Unlike PCA formulations that have closed-form solutions based on SVD, iterative estimation procedures are adopted by the SPCA and USLPCA. As both methods are based on non-convex problems that are solved via an alternating procedure, the obtained solutions are prone to local optima. In their experiment of USLPCA, Adachi and Trendafilov (2016) reported that the method is sensitive to local optima characterized by solutions that are distant from the optimal solution. In order to aim for the global optimum, multiple random starting values should therefore be considered. Initializing these sparse PCA algorithms only with the right singular vectors can be problematic since it encourages the convergence to a local optimum near \(\textbf{V}_R\).

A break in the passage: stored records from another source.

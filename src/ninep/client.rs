//! Blocking 9P client.
//!
//! [`Conn`] owns the socket and the tag/fid counters; [`Fsys`] is the
//! attached file system the rest of the crate talks to.  Every operation on
//! [`Fsys`] is path-based: walk a fresh fid from the root, do the I/O,
//! clunk the fid.  wmii control files are small and short-lived, so the
//! extra walk per operation costs nothing and saves us from tracking open
//! handles.

use super::proto::{
    self, Message, Stat, IOHDRSZ, MAXWELEM, MAX_MSIZE, NOFID, NOTAG, OREAD, OWRITE, VERSION,
};
use super::NinepError;
use log::debug;
use std::os::unix::net::UnixStream;
use std::path::Path;

/// A 9P connection with a negotiated version but no attached root.
#[derive(Debug)]
pub struct Conn {
    stream: UnixStream,
    msize: u32,
    next_tag: u16,
    next_fid: u32,
}

impl Conn {
    /// Connect to the 9P server listening on the Unix socket at `path` and
    /// negotiate the protocol version.
    pub fn dial(path: &Path) -> Result<Conn, NinepError> {
        let stream = UnixStream::connect(path)?;
        Conn::from_stream(stream)
    }

    /// Run the version handshake over an already-connected stream.
    pub(crate) fn from_stream(stream: UnixStream) -> Result<Conn, NinepError> {
        let mut conn = Conn {
            stream,
            msize: MAX_MSIZE,
            next_tag: 0,
            next_fid: 0,
        };
        conn.negotiate()?;
        Ok(conn)
    }

    fn negotiate(&mut self) -> Result<(), NinepError> {
        proto::write_message(
            &mut self.stream,
            NOTAG,
            &Message::Tversion {
                msize: MAX_MSIZE,
                version: VERSION.into(),
            },
        )?;
        let (tag, reply) = proto::read_message(&mut self.stream, self.msize)?;
        if tag != NOTAG {
            return Err(NinepError::Malformed("version reply tag mismatch"));
        }
        match reply {
            Message::Rversion { msize, version } => {
                if version != VERSION {
                    return Err(NinepError::Version(version));
                }
                // An msize with no room for payload would wedge the read
                // loop below.
                if msize < IOHDRSZ + 8 {
                    return Err(NinepError::Malformed("server msize too small"));
                }
                self.msize = self.msize.min(msize);
                Ok(())
            }
            Message::Rerror { ename } => Err(NinepError::Server(ename)),
            other => Err(NinepError::Unexpected {
                want: "Rversion",
                got: other.name(),
            }),
        }
    }

    /// Attach to the server's root, consuming the connection.
    ///
    /// wmii ignores both the user and attach names, so empty strings are
    /// fine.  On failure the connection is dropped, which closes the
    /// socket.
    pub fn attach(mut self, uname: &str, aname: &str) -> Result<Fsys, NinepError> {
        let root = self.fresh_fid();
        match self.rpc(Message::Tattach {
            fid: root,
            afid: NOFID,
            uname: uname.into(),
            aname: aname.into(),
        })? {
            Message::Rattach { .. } => Ok(Fsys { conn: self, root }),
            other => Err(NinepError::Unexpected {
                want: "Rattach",
                got: other.name(),
            }),
        }
    }

    /// Issue one request and wait for its reply.
    ///
    /// `Rerror` replies become [`NinepError::Server`]; anything else is
    /// returned for the caller to match.
    fn rpc(&mut self, req: Message) -> Result<Message, NinepError> {
        let tag = self.fresh_tag();
        proto::write_message(&mut self.stream, tag, &req)?;
        let (rtag, reply) = proto::read_message(&mut self.stream, self.msize)?;
        if rtag != tag {
            return Err(NinepError::Malformed("reply tag mismatch"));
        }
        if let Message::Rerror { ename } = reply {
            return Err(NinepError::Server(ename));
        }
        Ok(reply)
    }

    fn fresh_tag(&mut self) -> u16 {
        let tag = self.next_tag;
        self.next_tag = match self.next_tag.wrapping_add(1) {
            NOTAG => 0,
            t => t,
        };
        tag
    }

    fn fresh_fid(&mut self) -> u32 {
        let fid = self.next_fid;
        self.next_fid = match self.next_fid.wrapping_add(1) {
            NOFID => 0,
            f => f,
        };
        fid
    }
}

/// An attached 9P file system.
#[derive(Debug)]
pub struct Fsys {
    conn: Conn,
    root: u32,
}

impl Fsys {
    /// Read the entire file at `path`.
    pub fn read(&mut self, path: &str) -> Result<Vec<u8>, NinepError> {
        let (fid, iounit) = self.open(path, OREAD)?;
        let result = self.read_to_end(fid, iounit);
        self.release(fid);
        result
    }

    /// Read the directory at `path` and parse its entries.
    pub fn read_dir(&mut self, path: &str) -> Result<Vec<Stat>, NinepError> {
        let data = self.read(path)?;
        proto::parse_dir(&data)
    }

    /// Overwrite the file at `path` with `data`, starting at offset zero.
    pub fn write(&mut self, path: &str, data: &[u8]) -> Result<(), NinepError> {
        let (fid, iounit) = self.open(path, OWRITE)?;
        let result = self.write_chunks(fid, iounit, data);
        self.release(fid);
        result
    }

    /// Create the file at `path` inside its (existing) parent directory and
    /// write `data` to it.
    pub fn create(&mut self, path: &str, data: &[u8]) -> Result<(), NinepError> {
        let (parent, name) = match path.rfind('/') {
            Some(i) => (&path[..i], &path[i + 1..]),
            None => ("", path),
        };
        let fid = self.walk(parent)?;
        let result = self.create_and_write(fid, name, data);
        self.release(fid);
        result
    }

    //  Fid plumbing

    /// Walk a fresh fid to `path` and open it.  The caller owns the fid and
    /// must [`release`](Fsys::release) it.
    fn open(&mut self, path: &str, mode: u8) -> Result<(u32, u32), NinepError> {
        let fid = self.walk(path)?;
        match self.open_fid(fid, mode) {
            Ok(iounit) => Ok((fid, iounit)),
            Err(e) => {
                self.release(fid);
                Err(e)
            }
        }
    }

    fn open_fid(&mut self, fid: u32, mode: u8) -> Result<u32, NinepError> {
        match self.conn.rpc(Message::Topen { fid, mode })? {
            Message::Ropen { iounit, .. } => Ok(iounit),
            other => Err(NinepError::Unexpected {
                want: "Ropen",
                got: other.name(),
            }),
        }
    }

    fn create_and_write(&mut self, fid: u32, name: &str, data: &[u8]) -> Result<(), NinepError> {
        // After Rcreate the fid refers to the new file, already open for
        // writing.
        let iounit = match self.conn.rpc(Message::Tcreate {
            fid,
            name: name.into(),
            perm: 0o777,
            mode: OWRITE,
        })? {
            Message::Rcreate { iounit, .. } => iounit,
            other => {
                return Err(NinepError::Unexpected {
                    want: "Rcreate",
                    got: other.name(),
                })
            }
        };
        self.write_chunks(fid, iounit, data)
    }

    /// Walk a fresh fid from the root to `path` (`""` or `"/"` clones the
    /// root itself).  Walks longer than [`MAXWELEM`] names are split into
    /// several Twalk messages.
    fn walk(&mut self, path: &str) -> Result<u32, NinepError> {
        let names: Vec<&str> = path.split('/').filter(|s| !s.is_empty()).collect();
        let newfid = self.conn.fresh_fid();
        let mut from = self.root;
        let mut chunks = names.chunks(MAXWELEM);
        loop {
            let chunk = chunks.next().unwrap_or_default();
            let reply = self.conn.rpc(Message::Twalk {
                fid: from,
                newfid,
                names: chunk.iter().map(|s| s.to_string()).collect(),
            });
            let qids = match reply {
                Ok(Message::Rwalk { qids }) => qids,
                Ok(other) => {
                    self.abandon_walk(from, newfid);
                    return Err(NinepError::Unexpected {
                        want: "Rwalk",
                        got: other.name(),
                    });
                }
                Err(e) => {
                    self.abandon_walk(from, newfid);
                    return Err(e);
                }
            };
            if qids.len() != chunk.len() {
                // A partial Rwalk means some path element does not exist.
                self.abandon_walk(from, newfid);
                return Err(NinepError::NotFound(path.to_string()));
            }
            from = newfid;
            if chunks.len() == 0 {
                return Ok(newfid);
            }
        }
    }

    /// Clunk a half-walked fid, but only if an earlier Twalk established it.
    fn abandon_walk(&mut self, from: u32, newfid: u32) {
        if from == newfid {
            self.release(newfid);
        }
    }

    fn read_to_end(&mut self, fid: u32, iounit: u32) -> Result<Vec<u8>, NinepError> {
        let chunk = self.chunk_size(iounit);
        let mut data = Vec::new();
        loop {
            match self.conn.rpc(Message::Tread {
                fid,
                offset: data.len() as u64,
                count: chunk,
            })? {
                Message::Rread { data: part } if part.is_empty() => return Ok(data),
                Message::Rread { data: part } => data.extend_from_slice(&part),
                other => {
                    return Err(NinepError::Unexpected {
                        want: "Rread",
                        got: other.name(),
                    })
                }
            }
        }
    }

    fn write_chunks(&mut self, fid: u32, iounit: u32, data: &[u8]) -> Result<(), NinepError> {
        let chunk = self.chunk_size(iounit) as usize;
        let mut offset = 0u64;
        for part in data.chunks(chunk) {
            let count = match self.conn.rpc(Message::Twrite {
                fid,
                offset,
                data: part.to_vec(),
            })? {
                Message::Rwrite { count } => count,
                other => {
                    return Err(NinepError::Unexpected {
                        want: "Rwrite",
                        got: other.name(),
                    })
                }
            };
            if count as usize != part.len() {
                return Err(NinepError::ShortWrite);
            }
            offset += part.len() as u64;
        }
        Ok(())
    }

    /// Largest payload a single Tread/Twrite may carry on this connection.
    fn chunk_size(&self, iounit: u32) -> u32 {
        let max = self.conn.msize - IOHDRSZ;
        if iounit == 0 || iounit > max {
            max
        } else {
            iounit
        }
    }

    /// Clunk `fid`, logging instead of failing: by the time a fid is
    /// released the caller's operation already has its result.
    fn release(&mut self, fid: u32) {
        if let Err(e) = self.clunk(fid) {
            debug!("clunk fid {}: {}", fid, e);
        }
    }

    fn clunk(&mut self, fid: u32) -> Result<(), NinepError> {
        match self.conn.rpc(Message::Tclunk { fid })? {
            Message::Rclunk => Ok(()),
            other => Err(NinepError::Unexpected {
                want: "Rclunk",
                got: other.name(),
            }),
        }
    }
}

impl Drop for Fsys {
    fn drop(&mut self) {
        let root = self.root;
        self.release(root);
    }
}

//  Tests
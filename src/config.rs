//! Application configuration.
//!
//! The configuration is loaded from a JSON file at
//! `$XDG_CONFIG_HOME/wmiinav/config.json`.  The top-level schema uses
//! per-section keys so the file can be extended with additional sections
//! later without breaking backward compatibility.
//!
//! # Example
//!
//! ```json
//! {
//!   "menu": {
//!     "program": "dmenu",
//!     "args": ["-l", "7", "-i", "-b"]
//!   },
//!   "status": {
//!     "bar": "/rbar/status",
//!     "interval_ms": 1000
//!   }
//! }
//! ```

use serde::{Deserialize, Serialize};
use std::path::Path;

/// Top-level configuration.
///
/// Every field is optional; a minimal `{}` file is valid and all sections
/// fall back to their compiled-in defaults.
#[derive(Debug, Clone, Default, Serialize, Deserialize)]
pub struct Config {
    /// Picker program settings.
    #[serde(default)]
    pub menu: MenuConfig,

    /// Status bar publishing settings.
    #[serde(default)]
    pub status: StatusConfig,
}

/// Picker program settings.
///
/// The program is fed one candidate line per window on standard input and
/// is expected to print the chosen line on standard output.
#[derive(Debug, Clone, Serialize, Deserialize)]
#[serde(default)]
pub struct MenuConfig {
    /// Picker executable, looked up on `$PATH`.
    pub program: String,
    /// Arguments passed to the picker.
    pub args: Vec<String>,
}

impl Default for MenuConfig {
    fn default() -> Self {
        Self {
            program: "dmenu".into(),
            args: vec!["-l".into(), "7".into(), "-i".into(), "-b".into()],
        }
    }
}

/// Status bar publishing settings.
#[derive(Debug, Clone, Serialize, Deserialize)]
#[serde(default)]
pub struct StatusConfig {
    /// Bar file the status line is written to.
    pub bar: String,
    /// Delay between status updates (ms).
    pub interval_ms: u64,
}

impl Default for StatusConfig {
    fn default() -> Self {
        Self {
            bar: "/rbar/status".into(),
            interval_ms: 1000,
        }
    }
}

impl Config {
    /// Load configuration from a JSON file at `path`.
    pub fn load(path: &Path) -> Result<Self, ConfigError> {
        let contents = std::fs::read_to_string(path)
            .map_err(|e| ConfigError(format!("failed to read {}: {}", path.display(), e)))?;
        let config: Self = serde_json::from_str(&contents)
            .map_err(|e| ConfigError(format!("failed to parse {}: {}", path.display(), e)))?;
        Ok(config)
    }
}

/// Error from loading or parsing a configuration file.
#[derive(Debug, thiserror::Error)]
#[error("config error: {0}")]
pub struct ConfigError(String);
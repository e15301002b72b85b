//! In-process 9P server for tests.
//!
//! [`TestFs`] is a tiny scripted file tree served over one half of a
//! [`UnixStream::pair`], so client code can be exercised against real
//! framing without a wmii instance.  The serving thread runs until the
//! client closes its end.  Shared logs record every read, write, and
//! create so tests can assert on the traffic.

use super::client::{Conn, Fsys};
use super::proto::{self, Message, Qid, Stat, DMDIR, QTDIR};
use super::NinepError;
use std::collections::{BTreeSet, HashMap, HashSet};
use std::os::unix::net::UnixStream;
use std::sync::{Arc, Mutex};
use std::thread;

pub(crate) struct TestFs {
    files: HashMap<String, Vec<u8>>,
    dirs: BTreeSet<String>,
    fail_open: HashSet<String>,
    short_writes: HashSet<String>,
    msize: u32,
    version: String,
    writes: Arc<Mutex<Vec<(String, u64, Vec<u8>)>>>,
    reads: Arc<Mutex<Vec<String>>>,
    creates: Arc<Mutex<Vec<String>>>,
}

impl TestFs {
    pub fn new() -> TestFs {
        let mut dirs = BTreeSet::new();
        dirs.insert("/".to_string());
        TestFs {
            files: HashMap::new(),
            dirs,
            fail_open: HashSet::new(),
            short_writes: HashSet::new(),
            msize: proto::MAX_MSIZE,
            version: proto::VERSION.to_string(),
            writes: Arc::new(Mutex::new(Vec::new())),
            reads: Arc::new(Mutex::new(Vec::new())),
            creates: Arc::new(Mutex::new(Vec::new())),
        }
    }

    /// Register a file (ancestor directories are created implicitly).
    pub fn file(mut self, path: &str, content: &str) -> TestFs {
        self.note_ancestors(path);
        self.files.insert(path.to_string(), content.as_bytes().to_vec());
        self
    }

    /// Register an empty directory.
    pub fn dir(mut self, path: &str) -> TestFs {
        self.note_ancestors(path);
        self.dirs.insert(path.to_string());
        self
    }

    /// Register a file whose open always fails with an `Rerror`.
    pub fn fail_open(mut self, path: &str) -> TestFs {
        self = self.file(path, "");
        self.fail_open.insert(path.to_string());
        self
    }

    /// Answer writes to `path` with a count one byte short.
    pub fn short_write(mut self, path: &str) -> TestFs {
        self.short_writes.insert(path.to_string());
        self
    }

    /// Cap the msize granted during version negotiation.
    pub fn msize(mut self, msize: u32) -> TestFs {
        self.msize = msize;
        self
    }

    /// Answer `Tversion` with this protocol version string.
    pub fn version_reply(mut self, version: &str) -> TestFs {
        self.version = version.to_string();
        self
    }

    pub fn writes(&self) -> Arc<Mutex<Vec<(String, u64, Vec<u8>)>>> {
        Arc::clone(&self.writes)
    }

    pub fn reads(&self) -> Arc<Mutex<Vec<String>>> {
        Arc::clone(&self.reads)
    }

    pub fn creates(&self) -> Arc<Mutex<Vec<String>>> {
        Arc::clone(&self.creates)
    }

    /// Spawn the serving thread and hand back an attached client.
    pub fn connect(self) -> Fsys {
        self.try_connect().expect("test server handshake")
    }

    pub fn try_connect(self) -> Result<Fsys, NinepError> {
        let (client, server) = UnixStream::pair()?;
        thread::spawn(move || serve(self, server));
        Conn::from_stream(client)?.attach("", "")
    }

    fn note_ancestors(&mut self, path: &str) {
        let mut p = path;
        while let Some(i) = p.rfind('/') {
            let parent = if i == 0 { "/" } else { &p[..i] };
            self.dirs.insert(parent.to_string());
            if i == 0 {
                break;
            }
            p = &p[..i];
        }
    }

    fn handle(&mut self, fids: &mut HashMap<u32, String>, msg: Message) -> Message {
        match msg {
            Message::Tversion { msize, .. } => Message::Rversion {
                msize: msize.min(self.msize),
                version: self.version.clone(),
            },
            Message::Tattach { fid, .. } => {
                fids.insert(fid, "/".to_string());
                Message::Rattach {
                    qid: Qid {
                        kind: QTDIR,
                        ..Qid::default()
                    },
                }
            }
            Message::Twalk { fid, newfid, names } => {
                let Some(base) = fids.get(&fid).cloned() else {
                    return err("unknown fid");
                };
                let mut path = base;
                let mut qids = Vec::new();
                for name in &names {
                    let next = join(&path, name);
                    match self.qid_of(&next) {
                        Some(q) => {
                            qids.push(q);
                            path = next;
                        }
                        None => break,
                    }
                }
                if qids.len() == names.len() {
                    fids.insert(newfid, path);
                    Message::Rwalk { qids }
                } else if qids.is_empty() {
                    err("file does not exist")
                } else {
                    Message::Rwalk { qids }
                }
            }
            Message::Topen { fid, .. } => match fids.get(&fid) {
                Some(p) if self.fail_open.contains(p.as_str()) => err("permission denied"),
                Some(_) => Message::Ropen {
                    qid: Qid::default(),
                    iounit: 0,
                },
                None => err("unknown fid"),
            },
            Message::Tcreate { fid, name, .. } => {
                let Some(dir) = fids.get(&fid).cloned() else {
                    return err("unknown fid");
                };
                let path = join(&dir, &name);
                self.creates.lock().unwrap().push(path.clone());
                self.files.insert(path.clone(), Vec::new());
                // The fid now names the new file, open for writing.
                fids.insert(fid, path);
                Message::Rcreate {
                    qid: Qid::default(),
                    iounit: 0,
                }
            }
            Message::Tread { fid, offset, count } => {
                let Some(path) = fids.get(&fid).cloned() else {
                    return err("unknown fid");
                };
                self.reads.lock().unwrap().push(path.clone());
                let data = if self.dirs.contains(&path) {
                    self.dir_bytes(&path)
                } else {
                    match self.files.get(&path) {
                        Some(content) => content.clone(),
                        None => return err("file does not exist"),
                    }
                };
                Message::Rread {
                    data: slice(&data, offset, count),
                }
            }
            Message::Twrite { fid, offset, data } => {
                let Some(path) = fids.get(&fid).cloned() else {
                    return err("unknown fid");
                };
                self.writes
                    .lock()
                    .unwrap()
                    .push((path.clone(), offset, data.clone()));
                if self.short_writes.contains(&path) {
                    return Message::Rwrite {
                        count: data.len().saturating_sub(1) as u32,
                    };
                }
                if let Some(content) = self.files.get_mut(&path) {
                    let off = offset as usize;
                    if content.len() < off + data.len() {
                        content.resize(off + data.len(), 0);
                    }
                    content[off..off + data.len()].copy_from_slice(&data);
                }
                Message::Rwrite {
                    count: data.len() as u32,
                }
            }
            Message::Tclunk { fid } => {
                fids.remove(&fid);
                Message::Rclunk
            }
            _ => err("unsupported message"),
        }
    }

    fn qid_of(&self, path: &str) -> Option<Qid> {
        if self.dirs.contains(path) {
            Some(Qid {
                kind: QTDIR,
                ..Qid::default()
            })
        } else if self.files.contains_key(path) {
            Some(Qid::default())
        } else {
            None
        }
    }

    fn dir_bytes(&self, dir: &str) -> Vec<u8> {
        let mut names: Vec<&str> = Vec::new();
        for d in &self.dirs {
            if parent_of(d) == Some(dir) {
                names.push(leaf(d));
            }
        }
        for f in self.files.keys() {
            if parent_of(f) == Some(dir) {
                names.push(leaf(f));
            }
        }
        names.sort_unstable();
        let mut out = Vec::new();
        for name in names {
            let full = join(dir, name);
            let is_dir = self.dirs.contains(&full);
            Stat {
                typ: 0,
                dev: 0,
                qid: if is_dir {
                    Qid {
                        kind: QTDIR,
                        ..Qid::default()
                    }
                } else {
                    Qid::default()
                },
                mode: if is_dir { DMDIR | 0o755 } else { 0o644 },
                atime: 0,
                mtime: 0,
                length: self.files.get(&full).map_or(0, |c| c.len() as u64),
                name: name.to_string(),
                uid: "wmii".to_string(),
                gid: "wmii".to_string(),
                muid: "wmii".to_string(),
            }
            .encode(&mut out);
        }
        out
    }
}

fn serve(mut fs: TestFs, mut stream: UnixStream) {
    let mut fids: HashMap<u32, String> = HashMap::new();
    while let Ok((tag, msg)) = proto::read_message(&mut stream, 1 << 20) {
        let reply = fs.handle(&mut fids, msg);
        if proto::write_message(&mut stream, tag, &reply).is_err() {
            return;
        }
    }
}

fn err(msg: &str) -> Message {
    Message::Rerror { ename: msg.to_string() }
}

fn join(base: &str, name: &str) -> String {
    if base == "/" {
        format!("/{}", name)
    } else {
        format!("{}/{}", base, name)
    }
}

/// The `count`-byte window of `data` at `offset`, clamped to the data.
fn slice(data: &[u8], offset: u64, count: u32) -> Vec<u8> {
    let start = (offset as usize).min(data.len());
    let end = start.saturating_add(count as usize).min(data.len());
    data[start..end].to_vec()
}

fn parent_of(path: &str) -> Option<&str> {
    if path == "/" {
        return None;
    }
    let i = path.rfind('/')?;
    Some(if i == 0 { "/" } else { &path[..i] })
}

fn leaf(path: &str) -> &str {
    path.rsplit('/').next().unwrap_or(path)
}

Loss of mathematical equivalence

Under both sparse PCA formulations (3, 4), the equality among weights, loadings and right singular vectors is lost since SVD is no longer adopted as a direct solution. While SPCA finds sparse weights and non-sparse loadings, USLPCA finds sparse loadings. Weights from USLPCA, although not explicitly estimated, are non-sparse (they can be inferred by regressing the component scores \(\textbf{T}_R\) on data \(\textbf{X}\)). Hence, within each sparse PCA formulation, the weights and loadings are different to each other and they are no longer equal to the right singular vectors of \(\textbf{X}\). Across the two formulations, the weights and loadings estimated via the SPCA are different from the weights and loadings from the USLPCA.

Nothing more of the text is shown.